The bloom filter is very good at eliminating unnecessary reads of blocks from a table file. Google's original bloom filter implementation had a 1% false positive rate. Basho's bloom filter has a 0.04% false positive rate. A false positive is when the bloom filter suggests that the key might be present in the table file, but a complete search finds that it is not present.

Limitation

Note that the entire manifest structure must fit into memory. leveldb will fail if there are more manifest entries than available memory.

Updating the key space

leveldb makes changes to the key space in batches. Seldom will a user's single write of a key/value make a direct change to the key space. A user's individual write first posts to a write buffer. Google's write buffer has two components. The first component is a "skip list". A skip list is an alternative to a binary tree structure. It keeps key/values in sorted order within memory. The second component is a "recovery log" file. The recovery log contains a copy of the user's written key/value. leveldb uses the recovery log to repopulate a write buffer if the program terminates for any reason before the write buffer is converted to a table file.

skip lists paper

leveldb continues to add new user key/values to the write buffer until the total size of the key/values exceeds the write_buffer_size parameter. The user gives the write_buffer_size in the Options structure as part of a database Open operation. Once the total size exceeds write_buffer_size, leveldb performs a quick operation to shift the current write buffer to a secondary slot and creates a new write buffer. The secondary slot for the old write buffer is called "imm" in the leveldb code (imm stand for immutable memory). leveldb creates a background task to convert the imm to a table file in level 0.

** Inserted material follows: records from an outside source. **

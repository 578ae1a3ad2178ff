use serde::{Deserialize, Serialize};

use crate::Address;

/// Request to create a task for a template
#[derive(Debug, Clone, PartialEq, Eq, Serialize, Deserialize)]
#[serde(rename_all = "camelCase")]
pub struct SubmitTaskParams {
    /// Template registered with the network (data source + extraction rules)
    pub template_id: String,
    /// Account paying for and owning the task
    pub address: Address,
}

/// Task descriptor returned once the task transaction is on chain
#[derive(Debug, Clone, PartialEq, Eq, Serialize, Deserialize)]
#[serde(rename_all = "camelCase")]
pub struct SubmitTaskResult {
    pub task_id: String,
    pub task_tx_hash: String,
    /// Attestors assigned to the task
    pub task_attestors: Vec<String>,
    /// Unix seconds
    pub submitted_at: u64,
}
//! The network client contract.

use async_trait::async_trait;
use primus_types::{
    Address, AttestParams, AttestResult, ChainId, SubmitTaskParams, SubmitTaskResult, TaskResult,
    TokenSymbol, VerifyAndPollParams,
};
use primus_wallet::Signer;
use std::sync::Arc;

use crate::error::Result;

/// Chains the network contracts are deployed on
pub const SUPPORTED_CHAIN_IDS: [ChainId; 2] = [ChainId::BASE_SEPOLIA, ChainId::BASE];

pub fn is_supported_chain(chain_id: ChainId) -> bool {
    SUPPORTED_CHAIN_IDS.contains(&chain_id)
}

/// Message signed by the wallet to open a session
pub fn session_message(address: Address, chain_id: ChainId, nonce: u64) -> String {
    format!(
        "Primus Network session\naddress: {}\nchain: {}\nnonce: {}",
        address, chain_id, nonce
    )
}

/// Operations the attestation network exposes to a client.
///
/// `init` must succeed before any other call; afterwards every call acts on
/// behalf of the signer passed to `init`.
#[async_trait]
pub trait NetworkClient: Send + Sync {
    /// Bind the client to a signer on a chain
    async fn init(&self, signer: Arc<dyn Signer>, chain_id: ChainId) -> Result<()>;

    fn supported_chain_ids(&self) -> Vec<ChainId> {
        SUPPORTED_CHAIN_IDS.to_vec()
    }

    /// Create a task; returns once the task transaction is known
    async fn submit_task(&self, params: SubmitTaskParams) -> Result<SubmitTaskResult>;

    /// Run the attestation with the task's assigned attestors
    async fn attest(&self, params: AttestParams) -> Result<Vec<AttestResult>>;

    /// Wait until the task settles (or fails, or the timeout elapses)
    async fn verify_and_poll_task_result(
        &self,
        params: VerifyAndPollParams,
    ) -> Result<Vec<TaskResult>>;

    /// Withdraw rewards of settled tasks; returns the task ids settled by this call
    async fn withdraw_balance(&self, token: TokenSymbol, page_size: u32) -> Result<Vec<String>>;

    /// Full HTTP response captured during `attest` with the JSON-response flag set
    fn get_all_json_response(&self, task_id: &str) -> Option<String>;
}

#[cfg(test)]
mod tests {
    use super::*;

    #[test]
    fn test_supported_chains() {
        assert!(is_supported_chain(ChainId::BASE_SEPOLIA));
        assert!(is_supported_chain(ChainId::BASE));
        assert!(!is_supported_chain(ChainId(1)));
    }

    #[test]
    fn test_session_message_mentions_account_and_chain() {
        let message = session_message(Address::new([0xab; 20]), ChainId::BASE, 42);
        assert!(message.contains("0xabababababababababababababababababababab"));
        assert!(message.contains("chain: 8453"));
        assert!(message.ends_with("nonce: 42"));
    }
}
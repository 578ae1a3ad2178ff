use serde::{Deserialize, Serialize};

use crate::{Address, SubmitTaskResult};

/// Whether attestors should return the full HTTP response they observed.
///
/// The network expects the literal strings `"true"` / `"false"`.
#[derive(Debug, Clone, Copy, PartialEq, Eq, Serialize, Deserialize)]
pub enum JsonResponseFlag {
    #[serde(rename = "true")]
    Enabled,
    #[serde(rename = "false")]
    Disabled,
}

impl JsonResponseFlag {
    pub fn is_enabled(&self) -> bool {
        matches!(self, JsonResponseFlag::Enabled)
    }
}

impl From<bool> for JsonResponseFlag {
    fn from(value: bool) -> Self {
        if value {
            JsonResponseFlag::Enabled
        } else {
            JsonResponseFlag::Disabled
        }
    }
}

/// Optional attestation tuning, sent as a JSON string in `extendedParams`
#[derive(Debug, Clone, Default, PartialEq, Eq, Serialize, Deserialize)]
#[serde(rename_all = "camelCase")]
pub struct ExtendedParams {
    #[serde(default, skip_serializing_if = "std::ops::Not::not")]
    pub att_url_optimization: bool,
}

impl ExtendedParams {
    pub fn is_empty(&self) -> bool {
        !self.att_url_optimization
    }

    pub fn to_json_string(&self) -> String {
        serde_json::to_string(self).unwrap_or_else(|_| "{}".to_string())
    }
}

/// Attest request: the full task descriptor plus template and caller
#[derive(Debug, Clone, PartialEq, Eq, Serialize, Deserialize)]
#[serde(rename_all = "camelCase")]
pub struct AttestParams {
    pub template_id: String,
    pub address: Address,
    #[serde(flatten)]
    pub task: SubmitTaskResult,
    #[serde(default, skip_serializing_if = "Option::is_none")]
    pub extended_params: Option<String>,
    #[serde(default, skip_serializing_if = "Option::is_none")]
    pub all_json_response_flag: Option<JsonResponseFlag>,
}

impl AttestParams {
    pub fn new(template_id: impl Into<String>, address: Address, task: SubmitTaskResult) -> Self {
        Self {
            template_id: template_id.into(),
            address,
            task,
            extended_params: None,
            all_json_response_flag: None,
        }
    }

    pub fn with_extended_params(mut self, params: &ExtendedParams) -> Self {
        if !params.is_empty() {
            self.extended_params = Some(params.to_json_string());
        }
        self
    }

    pub fn with_all_json_response(mut self, enabled: bool) -> Self {
        self.all_json_response_flag = enabled.then_some(JsonResponseFlag::Enabled);
        self
    }

    pub fn wants_all_json_response(&self) -> bool {
        self.all_json_response_flag
            .map(|flag| flag.is_enabled())
            .unwrap_or(false)
    }
}

/// One attestor's report for a task
#[derive(Debug, Clone, PartialEq, Eq, Serialize, Deserialize)]
#[serde(rename_all = "camelCase")]
pub struct AttestResult {
    pub task_id: String,
    pub attestor: String,
    pub attestor_url: String,
    /// Transaction carrying the attestor's report
    pub report_tx_hash: String,
    /// Unix seconds
    pub attestation_time: u64,
}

Note: leveldb will stall if it needs to shift the current write buffer to the imm, but the imm is still populated with the previous write buffer. The stall only ends once the background task successfully converts the previous imm to a level 0 table file, making the imm available to the current write buffer.

leveldb now posts the new level 0 table file to the manifest via a "VersionEdit" object. The post operation adds the new level 0 table file to the key space.

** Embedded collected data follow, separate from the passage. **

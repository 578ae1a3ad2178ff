//! `primus withdraw`

use anyhow::Result;
use colored::Colorize;
use primus_cli::context::{build_client, build_wallet};
use primus_cli::flow::{connect_and_initialize, withdraw_balance};
use primus_cli::output::ConsoleReporter;
use primus_cli::Config;

use crate::WithdrawArgs;

pub async fn handle(args: WithdrawArgs, mut config: Config) -> Result<()> {
    if let Some(chain_id) = args.chain_id {
        config.chain_id = chain_id;
    }
    let token = args.token.unwrap_or(config.rewards.token);
    let page_size = args.page_size.unwrap_or(config.rewards.page_size);
    if page_size == 0 {
        anyhow::bail!("--page-size must be greater than zero");
    }

    println!("{} Withdrawing rewards...", "→".cyan().bold());
    println!("  Token:      {}", token.to_string().cyan());
    println!("  Page size:  {}", page_size.to_string().cyan());
    println!();

    let wallet = build_wallet(&config).await?;
    let client = build_client(&config)?;
    let reporter = ConsoleReporter::new();

    connect_and_initialize(wallet.as_ref(), client.as_ref(), config.chain_id, &reporter).await?;
    let settled = withdraw_balance(client.as_ref(), token, page_size, &reporter).await;
    if settled.is_empty() {
        println!("{} Nothing withdrawn", "!".yellow().bold());
    }
    Ok(())
}
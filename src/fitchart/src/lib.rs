#[macro_use]
extern crate log;

mod samples;
pub use samples::{load_samples, parse_samples};

mod report;
pub use report::ChartReport;

mod series;
pub use series::{SeriesPoint, build_series};
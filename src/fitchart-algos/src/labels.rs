use std::fmt::Write as _;

/// Drawing surface able to place rotated text.
pub trait LabelRenderer {
    /// Draws `text` rotated by `angle_degrees` around the anchor `(x, y)`.
    fn draw_rotated_label(&mut self, text: &str, x: f32, y: f32, angle_degrees: f32);
}

/// Bar value labels drawn at a fixed angle so long numbers do not overlap.
#[derive(Debug, Clone, Copy, PartialEq)]
pub struct AngledLabels {
    pub angle_degrees: f32,
    pub x_offset: f32,
    pub y_offset: f32,
}

impl Default for AngledLabels {
    fn default() -> Self {
        Self {
            angle_degrees: -45.0,
            x_offset: 0.0,
            y_offset: 10.0,
        }
    }
}

impl AngledLabels {
    pub fn anchor(&self, x: f32, y: f32) -> (f32, f32) {
        (x + self.x_offset, y + self.y_offset)
    }

    pub fn draw_labels<R, S>(&self, renderer: &mut R, labels: &[(S, f32, f32)])
    where
        R: LabelRenderer + ?Sized,
        S: AsRef<str>,
    {
        for (text, x, y) in labels {
            let text = text.as_ref();
            if text.is_empty() {
                continue;
            }
            let (x, y) = self.anchor(*x, *y);
            renderer.draw_rotated_label(text, x, y, self.angle_degrees);
        }
    }
}

/// Collects labels as SVG `<text>` elements.
#[derive(Debug, Default)]
pub struct SvgLabelRenderer {
    svg: String,
}

impl SvgLabelRenderer {
    pub fn new() -> Self {
        Self::default()
    }

    pub fn into_svg(self) -> String {
        self.svg
    }

    fn escape(text: &str) -> String {
        let mut escaped = String::with_capacity(text.len());
        for c in text.chars() {
            match c {
                '&' => escaped.push_str("&amp;"),
                '<' => escaped.push_str("&lt;"),
                '>' => escaped.push_str("&gt;"),
                '"' => escaped.push_str("&quot;"),
                c => escaped.push(c),
            }
        }
        escaped
    }
}

impl LabelRenderer for SvgLabelRenderer {
    fn draw_rotated_label(&mut self, text: &str, x: f32, y: f32, angle_degrees: f32) {
        let _ = writeln!(
            self.svg,
            r#"<text x="{x}" y="{y}" transform="rotate({angle_degrees} {x} {y})">{}</text>"#,
            Self::escape(text)
        );
    }
}

#[cfg(test)]
mod tests {
    use super::*;

    #[derive(Default)]
    struct Recorder {
        calls: Vec<(String, f32, f32, f32)>,
    }

    impl LabelRenderer for Recorder {
        fn draw_rotated_label(&mut self, text: &str, x: f32, y: f32, angle_degrees: f32) {
            self.calls.push((text.to_owned(), x, y, angle_degrees));
        }
    }

    #[test]
    fn labels_are_offset_and_rotated() {
        let layout = AngledLabels {
            angle_degrees: 30.0,
            x_offset: 2.0,
            y_offset: -4.0,
        };
        let mut recorder = Recorder::default();
        layout.draw_labels(&mut recorder, &[("1200", 10.0, 20.0), ("800", 30.0, 20.0)]);

        assert_eq!(
            recorder.calls,
            vec![
                ("1200".to_owned(), 12.0, 16.0, 30.0),
                ("800".to_owned(), 32.0, 16.0, 30.0),
            ]
        );
    }

    #[test]
    fn empty_labels_are_skipped() {
        let mut recorder = Recorder::default();
        AngledLabels::default().draw_labels(&mut recorder, &[("", 0.0, 0.0), ("5", 0.0, 0.0)]);
        assert_eq!(recorder.calls.len(), 1);
        assert_eq!(recorder.calls[0].3, -45.0);
    }

    #[test]
    fn svg_output_is_escaped() {
        let mut svg = SvgLabelRenderer::new();
        svg.draw_rotated_label("a<b", 1.0, 2.0, -45.0);
        assert_eq!(
            svg.into_svg(),
            "<text x=\"1\" y=\"2\" transform=\"rotate(-45 1 2)\">a&lt;b</text>\n"
        );
    }
}
pub trait FormatHM {
    fn format_hm(&self) -> String;
}

/// Whole minutes as a duration, hours are not wrapped at a day.
impl FormatHM for i64 {
    fn format_hm(&self) -> String {
        let sign = if *self < 0 { "-" } else { "" };
        let minutes = self.unsigned_abs();
        format!("{}{:02}:{:02}", sign, minutes / 60, minutes % 60)
    }
}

The leveldb manifest is therefore subject to change over time. leveldb has the concept of manifest "versions" (i.e. key space versions). A given user operation may start while one manifest version exists and conclude after one or more manifest versions have transpired. Each user operation must process completely against a single version of the manifest. Therefore leveldb maintains multiple manifest versions as necessary to give each user operation a stable view of the database. leveldb can therefore easily support "snapshots" so that the user can perform multiple operations against a single version of the dataset. leveldb's "VersionSet" object manages access to the current manifest version and tracks any older versions necessary for snapshots and pending user operations.

Compactions / Key space grooming

Compactions are leveldb's method of grooming the table files that comprise the key space. The first thing to note is that leveldb never updates a table file. leveldb writes the table file once, adds it to the key space, then only reads from it. leveldb writes any user updates to a particular key to new level 0 table files. New writes of a particular key hide all older writes. Only the most recent write of a key/value is available to a leveldb user. (Riak's concept of "siblings" is managed outside of leveldb.) leveldb will remove older versions of a key and any deleted keys as two or more table files with the same key(s) participate in the same compaction.

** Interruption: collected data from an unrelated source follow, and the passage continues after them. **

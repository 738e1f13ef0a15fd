mod error;
pub use error::ChartError;

pub(crate) mod axis;
pub use axis::{AxisValueFormatter, IndexLabelFormatter, SampleLabelFormatter, TimestampFormatter};

pub(crate) mod translation;
pub use translation::TimestampTranslation;

pub(crate) mod aggregate;
pub use aggregate::{ActivityAggregator, SleepTransition, StepsDay, StepsSummary};

pub(crate) mod goals;
pub use goals::GoalProgress;

pub(crate) mod labels;
pub use labels::{AngledLabels, LabelRenderer, SvgLabelRenderer};

pub mod helpers;
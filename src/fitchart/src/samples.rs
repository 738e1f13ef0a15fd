use std::{fs, path::Path};

use anyhow::Context as _;
use fitchart_types::ActivitySample;

pub fn load_samples(path: impl AsRef<Path>) -> anyhow::Result<Vec<ActivitySample>> {
    let path = path.as_ref();
    let content = fs::read_to_string(path)
        .with_context(|| format!("Failed to read samples from `{}`", path.display()))?;
    let samples = parse_samples(&content)
        .with_context(|| format!("Invalid samples in `{}`", path.display()))?;

    info!("Loaded {} samples from {}", samples.len(), path.display());
    Ok(samples)
}

/// Parses a JSON array of samples.
///
/// Samples are expected in timestamp order. Out of order input is logged
/// but kept as is.
pub fn parse_samples(content: &str) -> anyhow::Result<Vec<ActivitySample>> {
    let samples: Vec<ActivitySample> = serde_json::from_str(content)?;

    if let Some(pos) = samples
        .windows(2)
        .position(|w| w[1].timestamp < w[0].timestamp)
    {
        warn!(
            "Samples are not ordered by timestamp (index {}: {} < {})",
            pos + 1,
            samples[pos + 1].timestamp,
            samples[pos].timestamp
        );
    }

    Ok(samples)
}

#[cfg(test)]
mod tests {
    use super::*;
    use fitchart_types::ActivityKind;

    #[test]
    fn parse_array() {
        let json = r#"[
            {"timestamp": 0, "user_id": 1, "device_id": 1, "kind": "WALKING", "value": 100},
            {"timestamp": 60, "user_id": 1, "device_id": 1, "kind": "LIGHT_SLEEP"}
        ]"#;
        let samples = parse_samples(json).unwrap();
        assert_eq!(samples.len(), 2);
        assert_eq!(samples[0].kind, ActivityKind::Walking);
        assert_eq!(samples[1].value, 0);
    }

    #[test]
    fn parse_empty_array() {
        assert!(parse_samples("[]").unwrap().is_empty());
    }

    #[test]
    fn unordered_samples_are_kept() {
        let json = r#"[
            {"timestamp": 60, "user_id": 1, "device_id": 1, "kind": "WALKING", "value": 1},
            {"timestamp": 0, "user_id": 1, "device_id": 1, "kind": "WALKING", "value": 2}
        ]"#;
        let samples = parse_samples(json).unwrap();
        assert_eq!(samples[0].timestamp, 60);
    }

    #[test]
    fn null_is_rejected() {
        assert!(parse_samples("null").is_err());
    }

    #[test]
    fn missing_file_is_an_error() {
        let error = load_samples("/nonexistent/samples.json").unwrap_err();
        assert!(error.to_string().contains("/nonexistent/samples.json"));
    }
}
pub mod format_hm;
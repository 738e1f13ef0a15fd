use thiserror::Error;

#[derive(Debug, Error)]
#[error("{self:?}")]
pub enum ChartError {
    InvalidPattern(String),
}
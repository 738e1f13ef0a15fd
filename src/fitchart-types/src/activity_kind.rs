use serde::{Deserialize, Serialize};
use strum::{Display, EnumIter, EnumString, IntoStaticStr};

/// Classification of a recorded sample.
///
/// The discriminants are the stable codes stored alongside samples, so
/// they must never be renumbered.
#[derive(
    Debug,
    Clone,
    Copy,
    PartialEq,
    Eq,
    Hash,
    Default,
    Display,
    EnumIter,
    EnumString,
    IntoStaticStr,
    Serialize,
    Deserialize,
)]
#[strum(serialize_all = "SCREAMING_SNAKE_CASE")]
#[serde(from = "String", into = "&'static str")]
#[repr(i32)]
pub enum ActivityKind {
    NotMeasured = -1,
    #[default]
    Unknown = 0,
    Activity = 1,
    LightSleep = 2,
    DeepSleep = 4,
    NotWorn = 8,
    Running = 16,
    Walking = 32,
    Swimming = 64,
    Cycling = 128,
    Treadmill = 256,
    Exercise = 512,
}

impl ActivityKind {
    pub fn from_code(code: i32) -> Self {
        match code {
            -1 => Self::NotMeasured,
            1 => Self::Activity,
            2 => Self::LightSleep,
            4 => Self::DeepSleep,
            8 => Self::NotWorn,
            16 => Self::Running,
            32 => Self::Walking,
            64 => Self::Swimming,
            128 => Self::Cycling,
            256 => Self::Treadmill,
            512 => Self::Exercise,
            _ => Self::Unknown,
        }
    }

    pub fn code(self) -> i32 {
        self as i32
    }
}

// Unrecognized names deserialize as `Unknown`.
impl From<String> for ActivityKind {
    fn from(value: String) -> Self {
        value.parse().unwrap_or_default()
    }
}

#[cfg(test)]
mod tests {
    use super::*;
    use strum::IntoEnumIterator;

    #[test]
    fn codes_round_trip_for_every_kind() {
        for kind in ActivityKind::iter() {
            assert_eq!(ActivityKind::from_code(kind.code()), kind);
        }
    }

    #[test]
    fn unrecognized_code_is_unknown() {
        assert_eq!(ActivityKind::from_code(3), ActivityKind::Unknown);
        assert_eq!(ActivityKind::from_code(1024), ActivityKind::Unknown);
        assert_eq!(ActivityKind::from_code(i32::MIN), ActivityKind::Unknown);
    }

    #[test]
    fn display_uses_screaming_snake_case() {
        assert_eq!(ActivityKind::DeepSleep.to_string(), "DEEP_SLEEP");
        assert_eq!(ActivityKind::NotMeasured.to_string(), "NOT_MEASURED");
    }

    #[test]
    fn serializes_as_name() {
        let json = serde_json::to_string(&ActivityKind::LightSleep).unwrap();
        assert_eq!(json, "\"LIGHT_SLEEP\"");
    }

    #[test]
    fn deserializes_unknown_name_as_unknown() {
        let kind: ActivityKind = serde_json::from_str("\"REM_SLEEP\"").unwrap();
        assert_eq!(kind, ActivityKind::Unknown);

        let kind: ActivityKind = serde_json::from_str("\"WALKING\"").unwrap();
        assert_eq!(kind, ActivityKind::Walking);
    }
}
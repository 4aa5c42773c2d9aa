//! `SeaORM` entities.

pub mod prelude;

pub mod accounts;
pub mod cash_locations;
pub mod companies;
pub mod counterparties;
pub mod journal_entries;
pub mod journal_line_cash;
pub mod journal_line_debts;
pub mod journal_line_fixed_assets;
pub mod journal_lines;
pub mod sea_orm_active_enums;
pub mod stores;
//! Database layer with `SeaORM` entities and repositories.
//!
//! This crate provides:
//! - `SeaORM` entity definitions for the catalog and journal tables
//! - The catalog and journal repositories
//! - Database migrations

pub mod entities;
pub mod migration;
pub mod repositories;

pub use repositories::{CatalogRepository, JournalRepository};

use std::time::Duration;

use sea_orm::{ConnectOptions, Database, DatabaseConnection, DbErr};
use storebooks_shared::config::DatabaseConfig;

/// Establishes a connection pool sized from `config`.
///
/// # Errors
///
/// Returns an error if the connection cannot be established.
pub async fn connect(config: &DatabaseConfig) -> Result<DatabaseConnection, DbErr> {
    let mut options = ConnectOptions::new(config.url.clone());
    options
        .max_connections(config.max_connections)
        .min_connections(config.min_connections)
        .connect_timeout(Duration::from_secs(10))
        .sqlx_logging(false);
    Database::connect(options).await
}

A compaction is the merging of one or more table files in a given level with zero or more table files in the next higher level. Google's leveldb and Basho's leveldb differ heavily in when compactions initiate and how compactions select table files for merging. Basho's differences increase leveldb's throughput within the Riak environment: multiple databases needing simultaneous compactions, mostly random keys from the user, simultaneous compactions on multiple levels, and need for aggressive grooming of deleted keys. The logic for compaction selection is within VersionSet::PickCompaction() function of db/version_set.cc.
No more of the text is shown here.